Bile salts and lecithin combine physiologically to form mixed micelles which aid the solubilization and absorption of dietary fats and drug molecules. In this series of experiments, we have shown how experimental design procedures aid the optimization of a formulation incorporating a bile salt, lecithin, and water with fluticasone propionate (FP) as the model poorly soluble drug. The initial inclusion of a categorical variable ruled out the use of classic response surface designs; therefore the experimental design was constructed using a d-optimal selection from a candidate set of all possible experimental combinations. A separate 2-factor central composite design was used to determine the optimum lecithin and bile salt concentrations over an extended range after the categorical variable had been eliminated. It has been demonstrated that an increase in either lecithin or cholic acid concentration produces an increase in solubility of FP, while sodium taurocholate appears to depress the solubility of FP compared with the other two bile salts. The increase in solubility associated with the increase in bile salt and lecithin is further demonstrated by a linear relationship between FP solubility and the total lipid in the formulation. The influence of molar ratio of lecithin to bile salt in the formulation is also significant.
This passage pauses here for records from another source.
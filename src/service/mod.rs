use crate::{
    dto::{CreateNoteRequest, UpdateNoteRequest},
    error::StorageResult,
    models::{Note, normalize_reminder_date},
    repository::Repository,
    scheduler::ReminderScheduler,
};

use std::sync::Arc;

#[derive(Clone)]
pub struct NoteService {
    repo: Repository,
    scheduler: Arc<ReminderScheduler>,
}

impl NoteService {
    pub const fn new(repo: Repository, scheduler: Arc<ReminderScheduler>) -> Self {
        Self { repo, scheduler }
    }

    pub async fn create_note(&self, request: CreateNoteRequest) -> StorageResult<i64> {
        let reminder_date = normalize_reminder_date(request.reminder_date);

        let id = self
            .repo
            .create_note(request.title.clone(), request.content, reminder_date.clone())
            .await?;

        if let Some(date) = &reminder_date {
            self.scheduler.schedule(id, date, &request.title);
        }

        Ok(id)
    }

    /// Returns `false` if there is no such note; its reminder is left untouched then.
    pub async fn update_note(&self, id: i64, request: UpdateNoteRequest) -> StorageResult<bool> {
        let reminder_date = normalize_reminder_date(request.reminder_date);

        let updated = self
            .repo
            .update_note(id, request.title.clone(), request.content, reminder_date.clone())
            .await?;

        if updated {
            match &reminder_date {
                Some(date) => {
                    self.scheduler.schedule(id, date, &request.title);
                }
                None => {
                    self.scheduler.cancel(id);
                }
            }
        }

        Ok(updated)
    }

    pub async fn delete_note(&self, id: i64) -> StorageResult<bool> {
        let deleted = self.repo.delete_note(id).await?;
        self.scheduler.cancel(id);

        Ok(deleted)
    }

    pub async fn get_one_note(&self, id: i64) -> StorageResult<Option<Note>> {
        self.repo.get_one_note(id).await
    }

    pub async fn get_all_notes(&self) -> StorageResult<Vec<Note>> {
        self.repo.get_all_notes().await
    }

    /// Arms timers for every stored reminder that is still in the future.
    pub async fn rearm_reminders(&self) -> StorageResult<usize> {
        let notes = self.repo.get_all_notes().await?;

        let armed = notes
            .iter()
            .filter_map(|note| {
                note.reminder_date
                    .as_deref()
                    .map(|date| self.scheduler.schedule(note.id, date, &note.title))
            })
            .filter(|armed| *armed)
            .count();

        tracing::info!("Re-armed {} reminders from storage", armed);

        Ok(armed)
    }
}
The physical properties of the mixed micellar system (solution turbidity and viscosity ranking) were used to further discriminate between formulations. The optimization showed that the dominant effect was the lecithin, which improves the solubilizing characteristics of the formulation with increasing concentration. The effect of salt concentration is less marked though slightly quadratic in nature. The overall increase in solubility demonstrated was from <1 µg/mL in water to 205 µg/mL in the optimized mixed micellar system.